The macro and equities backdrop threw another spanner in the works. As a ‘risk’ asset, when global equity indices touch bear territory, oil typically follows. At the same time, while not flagged in oil import statistics, the potential for an economic hard landing in China remains a concern.
The shape of the oil futures curve is now in contango (upward sloping), implying that traders expect futures prices to converge down to the spot price. The shift to contango has exacerbated the move in front-month contracts, while futures beyond 12-months saw smaller moves in comparison.
Source: Bloomberg, Fidelity International, November 2018
Many financial players have been caught out by the swift, sharp downturn in sentiment, with the hedge fund community likely to have suffered significant losses. Relative Strength Indexes have dropped well into oversold territory.
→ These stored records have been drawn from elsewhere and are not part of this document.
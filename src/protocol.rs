//! Wire frames and shared data types for the room relay protocol.
//!
//! Every frame is a JSON object tagged by its `type` field, with the payload
//! flattened beside the tag:
//!
//! ```json
//! {"type": "results-ready", "roundNumber": 3, "ready": true}
//! ```
//!
//! Payload field names are camelCase on the wire. Frames with an unknown
//! `type` fail to decode and are dropped by the connection loop.

use serde::{Deserialize, Serialize};
use serde_json::{Map, Value};

// ── Type aliases ────────────────────────────────────────────────────

/// Stable player identity, taken from the credential's subject claim.
pub type PlayerId = String;

// ── Room data ───────────────────────────────────────────────────────

/// A player as seen in the room roster.
#[derive(Debug, Clone, PartialEq, Serialize, Deserialize)]
#[serde(rename_all = "camelCase")]
pub struct PlayerState {
    pub id: PlayerId,
    #[serde(default)]
    pub display_name: String,
    /// Opaque avatar handle, resolved by an [`AvatarResolver`](crate::collaborators::AvatarResolver).
    #[serde(default, skip_serializing_if = "Option::is_none")]
    pub avatar_ref: Option<String>,
    #[serde(default)]
    pub is_host: bool,
    #[serde(default)]
    pub is_ready: bool,
    #[serde(default)]
    pub has_submitted: bool,
    #[serde(default, skip_serializing_if = "Option::is_none")]
    pub submission_time_ms: Option<f64>,
}

impl PlayerState {
    /// Create a roster entry with default flags.
    pub fn new(id: impl Into<PlayerId>, display_name: impl Into<String>) -> Self {
        Self {
            id: id.into(),
            display_name: display_name.into(),
            avatar_ref: None,
            is_host: false,
            is_ready: false,
            has_submitted: false,
            submission_time_ms: None,
        }
    }
}

/// One player's outcome for one round.
#[derive(Debug, Clone, PartialEq, Serialize, Deserialize)]
#[serde(rename_all = "camelCase")]
pub struct RoundResult {
    pub player_id: PlayerId,
    pub distance_or_error: f64,
    pub score: f64,
    pub submission_time_ms: f64,
    pub is_correct: bool,
}

/// Derived standings for one player.
///
/// Produced by [`LeaderboardEngine`](crate::leaderboard::LeaderboardEngine);
/// also the shape of the `leaderboard` field in `STATE` patches.
#[derive(Debug, Clone, PartialEq, Serialize, Deserialize)]
#[serde(rename_all = "camelCase")]
pub struct LeaderboardEntry {
    pub player_id: PlayerId,
    #[serde(default)]
    pub display_name: String,
    #[serde(default, skip_serializing_if = "Option::is_none")]
    pub avatar_ref: Option<String>,
    #[serde(default)]
    pub total_score: f64,
    /// `rounds_won / rounds_played`, 0 when no rounds were played.
    #[serde(default)]
    pub accuracy: f64,
    #[serde(default)]
    pub rounds_won: u32,
    #[serde(default)]
    pub rounds_played: u32,
    #[serde(default)]
    pub average_distance: f64,
    /// Fastest submission time in milliseconds, 0 when no rounds were played.
    #[serde(default)]
    pub fastest_submission: f64,
    /// Consecutive correct results counting back from the latest round.
    #[serde(default)]
    pub streak: u32,
    /// 1-based position in the ranking.
    #[serde(default)]
    pub rank: u32,
}

/// Phase of the current round as reported by the relay.
#[derive(Debug, Clone, Copy, PartialEq, Eq, Default, Serialize, Deserialize)]
#[serde(rename_all = "snake_case")]
pub enum RoundPhase {
    #[default]
    Guessing,
    Results,
    Finished,
    /// Any phase this client does not know about.
    #[serde(other)]
    Other,
}

/// The `round` field of the room state.
#[derive(Debug, Clone, PartialEq, Serialize, Deserialize)]
#[serde(rename_all = "camelCase")]
pub struct RoundInfo {
    pub number: u32,
    #[serde(default)]
    pub phase: RoundPhase,
    /// Participant count the relay reports for this round, if any.
    #[serde(default, skip_serializing_if = "Option::is_none")]
    pub participants: Option<u32>,
    /// Results submitted so far for this round.
    #[serde(default)]
    pub results: Vec<RoundResult>,
}

impl RoundInfo {
    /// A fresh round with no results.
    pub fn new(number: u32) -> Self {
        Self {
            number,
            phase: RoundPhase::Guessing,
            participants: None,
            results: Vec::new(),
        }
    }
}

// ── Payloads ────────────────────────────────────────────────────────

/// A partial room state keyed by top-level field name.
///
/// Kept as raw JSON so the store can validate each field independently and
/// normalize keyed maps; see [`RoomStateStore::apply_patch`](crate::store::RoomStateStore::apply_patch).
#[derive(Debug, Clone, Default, PartialEq, Serialize, Deserialize)]
#[serde(transparent)]
pub struct RoomPatch(pub Map<String, Value>);

impl RoomPatch {
    /// An empty patch.
    pub fn new() -> Self {
        Self::default()
    }

    /// Add or replace a top-level field.
    #[must_use]
    pub fn with_field(mut self, key: impl Into<String>, value: Value) -> Self {
        self.0.insert(key.into(), value);
        self
    }

    /// Raw value of a top-level field, if present.
    pub fn field(&self, key: &str) -> Option<&Value> {
        self.0.get(key)
    }

    /// Iterate fields in the order they appeared on the wire.
    pub fn fields(&self) -> impl Iterator<Item = (&String, &Value)> {
        self.0.iter()
    }

    pub fn is_empty(&self) -> bool {
        self.0.is_empty()
    }
}

/// Payload of the bidirectional `results-ready` frame.
///
/// Outbound, a client sends only `roundNumber` and `ready`. Inbound, the relay
/// adds its aggregate `readyCount` and `totalPlayers` for the round.
#[derive(Debug, Clone, PartialEq, Eq, Serialize, Deserialize)]
#[serde(rename_all = "camelCase")]
pub struct ResultsReadyPayload {
    pub round_number: u32,
    #[serde(default = "default_ready")]
    pub ready: bool,
    #[serde(default, skip_serializing_if = "Option::is_none")]
    pub ready_count: Option<u32>,
    #[serde(default, skip_serializing_if = "Option::is_none")]
    pub total_players: Option<u32>,
    #[serde(default, skip_serializing_if = "Option::is_none")]
    pub player_id: Option<PlayerId>,
}

fn default_ready() -> bool {
    true
}

impl ResultsReadyPayload {
    /// The outbound readiness signal for `round_number`.
    pub fn signal(round_number: u32) -> Self {
        Self {
            round_number,
            ready: true,
            ready_count: None,
            total_players: None,
            player_id: None,
        }
    }

    /// An inbound relay aggregate.
    pub fn aggregate(round_number: u32, ready_count: u32, total_players: u32) -> Self {
        Self {
            round_number,
            ready: true,
            ready_count: Some(ready_count),
            total_players: Some(total_players),
            player_id: None,
        }
    }
}

// ── Frames ──────────────────────────────────────────────────────────

/// Frames sent from this client to the relay.
#[derive(Debug, Clone, PartialEq, Serialize, Deserialize)]
#[serde(tag = "type")]
pub enum ClientFrame {
    /// Submit a gameplay action for a round.
    #[serde(rename = "PLAYER_MOVE")]
    PlayerMove { round: u32, guess: Value },
    /// Lobby readiness toggle.
    #[serde(rename = "PLAYER_READY_TOGGLE", rename_all = "camelCase")]
    PlayerReadyToggle { is_ready: bool },
    /// Host-only: begin the match.
    #[serde(rename = "START_GAME")]
    StartGame,
    /// Best-effort broadcast of locally computed standings.
    #[serde(rename = "LEADERBOARD_UPDATE")]
    LeaderboardUpdate { leaderboard: Vec<LeaderboardEntry> },
    /// This client has finished the round.
    #[serde(rename = "results-ready")]
    ResultsReady(ResultsReadyPayload),
}

impl ClientFrame {
    /// Wire tag of this frame, for logging.
    pub fn kind(&self) -> &'static str {
        match self {
            Self::PlayerMove { .. } => "PLAYER_MOVE",
            Self::PlayerReadyToggle { .. } => "PLAYER_READY_TOGGLE",
            Self::StartGame => "START_GAME",
            Self::LeaderboardUpdate { .. } => "LEADERBOARD_UPDATE",
            Self::ResultsReady(_) => "results-ready",
        }
    }
}

/// Frames received from the relay.
#[derive(Debug, Clone, PartialEq, Serialize, Deserialize)]
#[serde(tag = "type")]
pub enum ServerFrame {
    /// Room snapshot or partial patch.
    #[serde(rename = "STATE")]
    State(RoomPatch),
    /// A player left the room.
    #[serde(rename = "PLAYER_LEFT", rename_all = "camelCase")]
    PlayerLeft { player_id: PlayerId },
    /// Readiness aggregate (or a peer's echoed signal).
    #[serde(rename = "results-ready")]
    ResultsReady(ResultsReadyPayload),
}

impl ServerFrame {
    /// Wire tag of this frame, for logging.
    pub fn kind(&self) -> &'static str {
        match self {
            Self::State(_) => "STATE",
            Self::PlayerLeft { .. } => "PLAYER_LEFT",
            Self::ResultsReady(_) => "results-ready",
        }
    }
}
Source: Bloomberg, Fidelity International, November 2018
Price forecasts could be on the high side
We initially expected 2019 oil prices to be $5 lower than in 2018, based on $70 for Brent and $65 for West Texas Intermediate (WTI). This still remains out base case. However, while our forecasts seemed conservative based on market prices earlier in the year, they now look rather more aggressive following the more recent moves. We will review our forecasts following OPEC’s December meeting and as Saudi Arabia’s intentions become clearer. If OPEC cuts production then, $70 for Brent next year remains a fair estimate, with WTI $5-10 below this. However, if the cartel does nothing, we might need to reconsider.
There is unlikely to be much price support between now and the OPEC meeting, but it’s also hard to imagine oil selling off every day until then. In fact, we’re already starting to see a small bounce from oversold conditions. Demand is usually lowest in the first quarter of the calendar year so it will be necessary to remove some supply from the market to reflect this, which OPEC seems willing to do. Saudi Arabia has already mentioned production cuts of between 1 million to 1.4 million barrels per day.
We probably won’t see $30 oil again any time soon
Anything is possible, but we believe $30 oil is highly unlikely given the lessons learned by OPEC in the last downturn. US shale production did not diminish with lower prices; instead companies lowered their cost structure and innovated. Almost all the companies I cover use $50 WTI for planning purposes because their cost structures support decent revenues at this level.
US company discipline should also help
We do not believe that US companies will grow for growth’s sake as they have in the past. Their investor base has been burned too many times and would rather see free cash flow used for dividends, share buy backs and debt reduction. Meanwhile, pipeline constraints and export bottlenecks could limit US production growth next year. A repeat of 2016, where the world was oversupplied by more than 2 million barrels per day, seems improbable.